◆ REQUIRED WORK ◆
From the line with "self.background_color = Some(background.into());" down to the final line of the records below, retype everything exactly and leave out the rest.

◆ RECORD EXTRACTS ◆
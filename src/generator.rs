//! Response assembly: options merge, then formatter, encoder and renderer in turn.

use log::{debug, error};
use serde::Serialize;

use crate::config::GeneratorConfig;
use crate::error::Result;
use crate::options::{GenerationOptions, OptionsOverride, OutputFormat};
use crate::payload::{Email, Location, Payload, Sms, VCard, Wifi};
use crate::qrcode::QrMatrix;
use crate::render::{self, RenderedCode};

/// Outcome of one generation.
///
/// On success `qr_code`, `format` and `options` are set. On failure `error` carries the
/// message and `qr_code` is `None`; `content` is always the canonical payload.
#[derive(Debug, Clone, PartialEq, Serialize)]
pub struct GenerationResult {
    pub success: bool,
    /// The output as a base64 data URI.
    pub qr_code: Option<String>,
    pub content: String,
    /// Format actually produced. A PDF request that had to degrade reports PNG here.
    pub format: Option<OutputFormat>,
    pub options: Option<GenerationOptions>,
    pub error: Option<String>,
}

impl GenerationResult {
    fn success(content: String, options: GenerationOptions, rendered: RenderedCode) -> Self {
        GenerationResult {
            success: true,
            qr_code: Some(rendered.to_data_uri()),
            content,
            format: Some(rendered.format),
            options: Some(options),
            error: None,
        }
    }

    fn failure(content: String, options: Option<GenerationOptions>, message: String) -> Self {
        GenerationResult {
            success: false,
            qr_code: None,
            content,
            format: None,
            options,
            error: Some(message),
        }
    }
}

/// Stateless QR generator. Holds only its immutable configuration, so one instance can be
/// shared between threads and every call is independent of every other.
#[derive(Debug, Clone, Default)]
pub struct QrGenerator {
    config: GeneratorConfig,
}

impl QrGenerator {
    pub fn new(config: GeneratorConfig) -> Self {
        QrGenerator { config }
    }

    pub fn from_env() -> Self {
        Self::new(GeneratorConfig::from_env())
    }

    pub fn config(&self) -> &GeneratorConfig {
        &self.config
    }

    /// Formats the payload, encodes it and renders it with the merged options.
    ///
    /// Never panics on bad input and never returns `Err`: every failure is folded into a
    /// result with `success == false`.
    pub fn generate(&self, payload: &Payload, overrides: &OptionsOverride) -> GenerationResult {
        let content = payload.to_content();
        debug!("Generating {} QR code ({} bytes)", payload.kind(), content.len());
        self.generate_content(content, overrides)
    }

    /// Same as [`generate`](Self::generate) for an already formatted payload string.
    pub fn generate_content(
        &self,
        content: impl Into<String>,
        overrides: &OptionsOverride,
    ) -> GenerationResult {
        let content = content.into();
        let options = match self.config.defaults.merged_with(overrides) {
            Ok(options) => options,
            Err(err) => {
                error!("Rejected QR options: {}", err);
                return GenerationResult::failure(content, None, err.to_string());
            }
        };
        match self.encode_and_render(&content, &options) {
            Ok(rendered) => GenerationResult::success(content, options, rendered),
            Err(err) => {
                error!("Error generating QR code: {}", err);
                GenerationResult::failure(content, Some(options), err.to_string())
            }
        }
    }

    fn encode_and_render(&self, content: &str, options: &GenerationOptions) -> Result<RenderedCode> {
        let qr = QrMatrix::encode_text(content, options.error_correction)?;
        debug!(
            "Encoded version {} at level {} with mask {}",
            qr.version().value(),
            options.error_correction.code(),
            qr.mask().value()
        );
        render::render(&qr, options, content, &self.config)
    }

    pub fn generate_url(&self, url: &str, overrides: &OptionsOverride) -> GenerationResult {
        self.generate(&Payload::Url(url.to_string()), overrides)
    }

    pub fn generate_text(&self, text: &str, overrides: &OptionsOverride) -> GenerationResult {
        self.generate(&Payload::Text(text.to_string()), overrides)
    }

    pub fn generate_email(&self, email: Email, overrides: &OptionsOverride) -> GenerationResult {
        self.generate(&Payload::Email(email), overrides)
    }

    pub fn generate_phone(&self, phone: &str, overrides: &OptionsOverride) -> GenerationResult {
        self.generate(&Payload::Phone(phone.to_string()), overrides)
    }

    pub fn generate_sms(&self, sms: Sms, overrides: &OptionsOverride) -> GenerationResult {
        self.generate(&Payload::Sms(sms), overrides)
    }

    pub fn generate_vcard(&self, card: VCard, overrides: &OptionsOverride) -> GenerationResult {
        self.generate(&Payload::VCard(card), overrides)
    }

    pub fn generate_wifi(&self, wifi: Wifi, overrides: &OptionsOverride) -> GenerationResult {
        self.generate(&Payload::Wifi(wifi), overrides)
    }

    pub fn generate_location(
        &self,
        location: Location,
        overrides: &OptionsOverride,
    ) -> GenerationResult {
        self.generate(&Payload::Location(location), overrides)
    }
}

#[cfg(test)]
mod tests {
    use super::*;
    use crate::qrcode::{max_byte_capacity, QrCodeEcc};

    #[test]
    fn test_wifi_scenario() {
        let generator = QrGenerator::default();
        let result = generator.generate_wifi(Wifi::new("Cafe", "secret1"), &OptionsOverride::new());
        assert!(result.success);
        assert_eq!(result.content, "WIFI:T:WPA;S:Cafe;P:secret1;;");
        assert_eq!(result.format, Some(OutputFormat::Png));
        assert!(result.qr_code.unwrap().starts_with("data:image/png;base64,"));
    }

    #[test]
    fn test_location_scenario() {
        let generator = QrGenerator::default();
        let result = generator.generate_location(
            Location::from_degrees(40.7128, -74.0060),
            &OptionsOverride::new().with_format("svg"),
        );
        assert!(result.success);
        assert_eq!(result.content, "geo:40.7128,-74.006");
        assert_eq!(result.format, Some(OutputFormat::Svg));
    }

    #[test]
    fn test_options_echoed() {
        let generator = QrGenerator::default();
        let overrides = OptionsOverride::new().with_error_correction("q").with_geometry(4, 2);
        let result = generator.generate_text("echo", &overrides);
        let options = result.options.unwrap();
        assert_eq!(options.error_correction, QrCodeEcc::Quartile);
        assert_eq!(options.size, 4);
        assert_eq!(options.border, 2);
        assert_eq!(options.format, OutputFormat::Png);
    }

    #[test]
    fn test_capacity_failure_is_reported() {
        let generator = QrGenerator::default();
        let text = "x".repeat(max_byte_capacity(QrCodeEcc::High) + 1);
        let result = generator.generate_text(&text, &OptionsOverride::new().with_error_correction("H"));
        assert!(!result.success);
        assert!(result.qr_code.is_none());
        assert!(result.error.unwrap().contains("too large"));
        assert_eq!(result.content, text);
    }

    #[test]
    fn test_invalid_option_is_reported() {
        let generator = QrGenerator::default();
        let result = generator.generate_text("x", &OptionsOverride::new().with_colors("nope", "#fff"));
        assert!(!result.success);
        assert!(result.options.is_none());
        assert!(result.error.unwrap().contains("foreground_color"));
    }

    #[test]
    fn test_identical_calls_are_byte_identical() {
        let generator = QrGenerator::default();
        for format in ["png", "jpeg", "svg", "pdf"] {
            let overrides = OptionsOverride::new().with_format(format).with_module_drawer("rounded");
            let a = generator.generate_url("example.com", &overrides);
            let b = generator.generate_url("example.com", &overrides);
            assert!(a.success);
            assert_eq!(a.qr_code, b.qr_code);
        }
    }

    #[test]
    fn test_configured_defaults_apply() {
        let config = GeneratorConfig::default().with_defaults(GenerationOptions {
            format: OutputFormat::Svg,
            ..GenerationOptions::default()
        });
        let generator = QrGenerator::new(config);
        let result = generator.generate_phone("+1555", &OptionsOverride::new());
        assert_eq!(result.content, "tel:+1555");
        assert_eq!(result.format, Some(OutputFormat::Svg));
    }
}
//! Generation options: sizes, colors, output format and module style.
//!
//! [`GenerationOptions`] is the fully resolved set used by a single generation.
//! [`OptionsOverride`] is what a caller sends; every key is optional and is laid
//! over the configured defaults with [`GenerationOptions::merged_with`].

use std::fmt;
use std::str::FromStr;

use serde::{Deserialize, Serialize, Serializer};

use crate::error::{QrError, Result};
use crate::qrcode::QrCodeEcc;

/// RGBA color with 8-bit components.
#[derive(Debug, Clone, Copy, PartialEq, Eq)]
pub struct Color {
    pub r: u8,
    pub g: u8,
    pub b: u8,
    pub a: u8,
}

impl Color {
    /// Create a new color with explicit RGBA components.
    pub const fn new(r: u8, g: u8, b: u8, a: u8) -> Self {
        Self { r, g, b, a }
    }

    /// Create an opaque color (alpha = 255).
    pub const fn rgb(r: u8, g: u8, b: u8) -> Self {
        Self { r, g, b, a: 255 }
    }

    pub const fn is_opaque(self) -> bool {
        self.a == 255
    }

    pub const fn to_rgba(self) -> [u8; 4] {
        [self.r, self.g, self.b, self.a]
    }

    /// Alpha-blend this color over an opaque backdrop.
    pub fn flatten_onto(self, backdrop: Color) -> Color {
        let alpha = u16::from(self.a);
        let mix = |fg: u8, bg: u8| -> u8 {
            ((u16::from(fg) * alpha + u16::from(bg) * (255 - alpha) + 127) / 255) as u8
        };
        Color::rgb(mix(self.r, backdrop.r), mix(self.g, backdrop.g), mix(self.b, backdrop.b))
    }

    pub const WHITE: Color = Color::rgb(255, 255, 255);
    pub const BLACK: Color = Color::rgb(0, 0, 0);
    pub const TRANSPARENT: Color = Color::new(0, 0, 0, 0);
}

impl FromStr for Color {
    type Err = QrError;

    /// Accepts `#RGB`, `#RRGGBB`, `#RRGGBBAA` and a handful of names.
    fn from_str(s: &str) -> Result<Self> {
        let value = s.trim();
        let named = match value.to_ascii_lowercase().as_str() {
            "black" => Some(Color::BLACK),
            "white" => Some(Color::WHITE),
            "red" => Some(Color::rgb(255, 0, 0)),
            "green" => Some(Color::rgb(0, 128, 0)),
            "blue" => Some(Color::rgb(0, 0, 255)),
            "transparent" => Some(Color::TRANSPARENT),
            _ => None,
        };
        if let Some(color) = named {
            return Ok(color);
        }

        let invalid = || QrError::InvalidOption {
            field: "color",
            reason: format!("unrecognised color {:?}", s),
        };
        let hex = value.strip_prefix('#').ok_or_else(invalid)?;
        if !hex.chars().all(|c| c.is_ascii_hexdigit()) {
            return Err(invalid());
        }
        let channel = |i: usize| u8::from_str_radix(&hex[i..i + 2], 16).map_err(|_| invalid());
        match hex.len() {
            3 => {
                let short = |i: usize| {
                    u8::from_str_radix(&hex[i..i + 1], 16)
                        .map(|v| v * 17)
                        .map_err(|_| invalid())
                };
                Ok(Color::rgb(short(0)?, short(1)?, short(2)?))
            }
            6 => Ok(Color::rgb(channel(0)?, channel(2)?, channel(4)?)),
            8 => Ok(Color::new(channel(0)?, channel(2)?, channel(4)?, channel(6)?)),
            _ => Err(invalid()),
        }
    }
}

impl fmt::Display for Color {
    fn fmt(&self, f: &mut fmt::Formatter<'_>) -> fmt::Result {
        write!(f, "#{:02X}{:02X}{:02X}", self.r, self.g, self.b)?;
        if !self.is_opaque() {
            write!(f, "{:02X}", self.a)?;
        }
        Ok(())
    }
}

impl Serialize for Color {
    fn serialize<S: Serializer>(&self, serializer: S) -> std::result::Result<S::Ok, S::Error> {
        serializer.collect_str(self)
    }
}

/// Output encoding of the rendered symbol.
#[derive(Debug, Clone, Copy, PartialEq, Eq, Serialize)]
#[serde(rename_all = "UPPERCASE")]
pub enum OutputFormat {
    Png,
    Jpeg,
    Svg,
    Pdf,
}

impl OutputFormat {
    /// Case-insensitive; unknown names fall back to PNG. `JPG` is accepted as JPEG.
    pub fn from_name(name: &str) -> Self {
        match name.trim().to_ascii_uppercase().as_str() {
            "JPEG" | "JPG" => OutputFormat::Jpeg,
            "SVG" => OutputFormat::Svg,
            "PDF" => OutputFormat::Pdf,
            _ => OutputFormat::Png,
        }
    }

    pub fn mime_type(self) -> &'static str {
        match self {
            OutputFormat::Png => "image/png",
            OutputFormat::Jpeg => "image/jpeg",
            OutputFormat::Svg => "image/svg+xml",
            OutputFormat::Pdf => "application/pdf",
        }
    }

    pub fn is_raster(self) -> bool {
        matches!(self, OutputFormat::Png | OutputFormat::Jpeg)
    }
}

/// Shape used to draw one dark module.
#[derive(Debug, Clone, Copy, PartialEq, Eq, Serialize)]
#[serde(rename_all = "lowercase")]
pub enum ModuleDrawer {
    Square,
    Rounded,
    Circle,
}

impl ModuleDrawer {
    /// Case-insensitive; unknown names fall back to square.
    pub fn from_name(name: &str) -> Self {
        match name.trim().to_ascii_lowercase().as_str() {
            "rounded" => ModuleDrawer::Rounded,
            "circle" => ModuleDrawer::Circle,
            _ => ModuleDrawer::Square,
        }
    }
}

/// Fully resolved options for one generation.
#[derive(Debug, Clone, PartialEq, Serialize)]
pub struct GenerationOptions {
    /// Pixels per module.
    pub size: u32,
    /// Quiet-zone width in modules.
    pub border: u32,
    pub error_correction: QrCodeEcc,
    pub format: OutputFormat,
    pub foreground_color: Color,
    pub background_color: Color,
    pub module_drawer: ModuleDrawer,
    pub logo_path: Option<String>,
    pub logo_size_ratio: f64,
}

impl Default for GenerationOptions {
    fn default() -> Self {
        GenerationOptions {
            size: 10,
            border: 4,
            error_correction: QrCodeEcc::Medium,
            format: OutputFormat::Png,
            foreground_color: Color::BLACK,
            background_color: Color::WHITE,
            module_drawer: ModuleDrawer::Square,
            logo_path: None,
            logo_size_ratio: 0.3,
        }
    }
}

impl GenerationOptions {
    /// Lays `overrides` over `self`. Keys present in `overrides` win, the rest keep their
    /// current value.
    ///
    /// # Errors
    ///
    /// Fails with [`QrError::InvalidOption`] for a zero size, a ratio outside (0, 1) or a
    /// color that cannot be parsed. Unknown enum names never fail, they fall back instead.
    pub fn merged_with(&self, overrides: &OptionsOverride) -> Result<Self> {
        let mut merged = self.clone();
        if let Some(size) = overrides.size {
            merged.size = size;
        }
        if let Some(border) = overrides.border {
            merged.border = border;
        }
        if let Some(ref level) = overrides.error_correction {
            merged.error_correction = QrCodeEcc::from_code(level);
        }
        if let Some(ref format) = overrides.format {
            merged.format = OutputFormat::from_name(format);
        }
        if let Some(ref color) = overrides.foreground_color {
            merged.foreground_color = parse_color("foreground_color", color)?;
        }
        if let Some(ref color) = overrides.background_color {
            merged.background_color = parse_color("background_color", color)?;
        }
        if let Some(ref drawer) = overrides.module_drawer {
            merged.module_drawer = ModuleDrawer::from_name(drawer);
        }
        if let Some(ref path) = overrides.logo_path {
            merged.logo_path = Some(path.clone()).filter(|p| !p.trim().is_empty());
        }
        if let Some(ratio) = overrides.logo_size_ratio {
            merged.logo_size_ratio = ratio;
        }
        merged.validate()?;
        Ok(merged)
    }

    pub fn validate(&self) -> Result<()> {
        if self.size == 0 {
            return Err(QrError::InvalidOption {
                field: "size",
                reason: "must be a positive integer".into(),
            });
        }
        if !(self.logo_size_ratio > 0.0 && self.logo_size_ratio < 1.0) {
            return Err(QrError::InvalidOption {
                field: "logo_size_ratio",
                reason: format!("{} is not between 0 and 1", self.logo_size_ratio),
            });
        }
        Ok(())
    }

    /// Side of the rendered image in pixels: `(modules + 2 * border) * size`.
    pub fn pixel_side(&self, modules: u32) -> u64 {
        (u64::from(modules) + 2 * u64::from(self.border)).saturating_mul(u64::from(self.size))
    }
}

fn parse_color(field: &'static str, value: &str) -> Result<Color> {
    value.parse::<Color>().map_err(|err| match err {
        QrError::InvalidOption { reason, .. } => QrError::InvalidOption { field, reason },
        other => other,
    })
}

/// Caller-supplied options. Absent keys keep the configured defaults; unknown keys are
/// ignored.
#[derive(Debug, Clone, Default, PartialEq, Deserialize)]
#[serde(default)]
pub struct OptionsOverride {
    pub size: Option<u32>,
    pub border: Option<u32>,
    pub error_correction: Option<String>,
    pub format: Option<String>,
    pub foreground_color: Option<String>,
    pub background_color: Option<String>,
    pub module_drawer: Option<String>,
    pub logo_path: Option<String>,
    pub logo_size_ratio: Option<f64>,
}

impl OptionsOverride {
    pub fn new() -> Self {
        Self::default()
    }

    pub fn with_format(mut self, format: impl Into<String>) -> Self {
        self.format = Some(format.into());
        self
    }

    pub fn with_error_correction(mut self, level: impl Into<String>) -> Self {
        self.error_correction = Some(level.into());
        self
    }

    pub fn with_colors(
        mut self,
        foreground: impl Into<String>,
        background: impl Into<String>,
    ) -> Self {
        self.foreground_color = Some(foreground.into());
        self.background_color = Some(background.into());
        self
    }

    pub fn with_module_drawer(mut self, drawer: impl Into<String>) -> Self {
        self.module_drawer = Some(drawer.into());
        self
    }

    pub fn with_geometry(mut self, size: u32, border: u32) -> Self {
        self.size = Some(size);
        self.border = Some(border);
        self
    }

    pub fn with_logo(mut self, path: impl Into<String>, ratio: f64) -> Self {
        self.logo_path = Some(path.into());
        self.logo_size_ratio = Some(ratio);
        self
    }
}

◆ ANSWER SECTION ◆
        self.background_color = Some(background.into());
        self
    }

    pub fn with_module_drawer(mut self, drawer: impl Into<String>) -> Self {
        self.module_drawer = Some(drawer.into());
        self
    }

    pub fn with_geometry(mut self, size: u32, border: u32) -> Self {
        self.size = Some(size);
        self.border = Some(border);
        self
    }

    pub fn with_logo(mut self, path: impl Into<String>, ratio: f64) -> Self {
        self.logo_path = Some(path.into());
        self.logo_size_ratio = Some(ratio);
        self
    }
}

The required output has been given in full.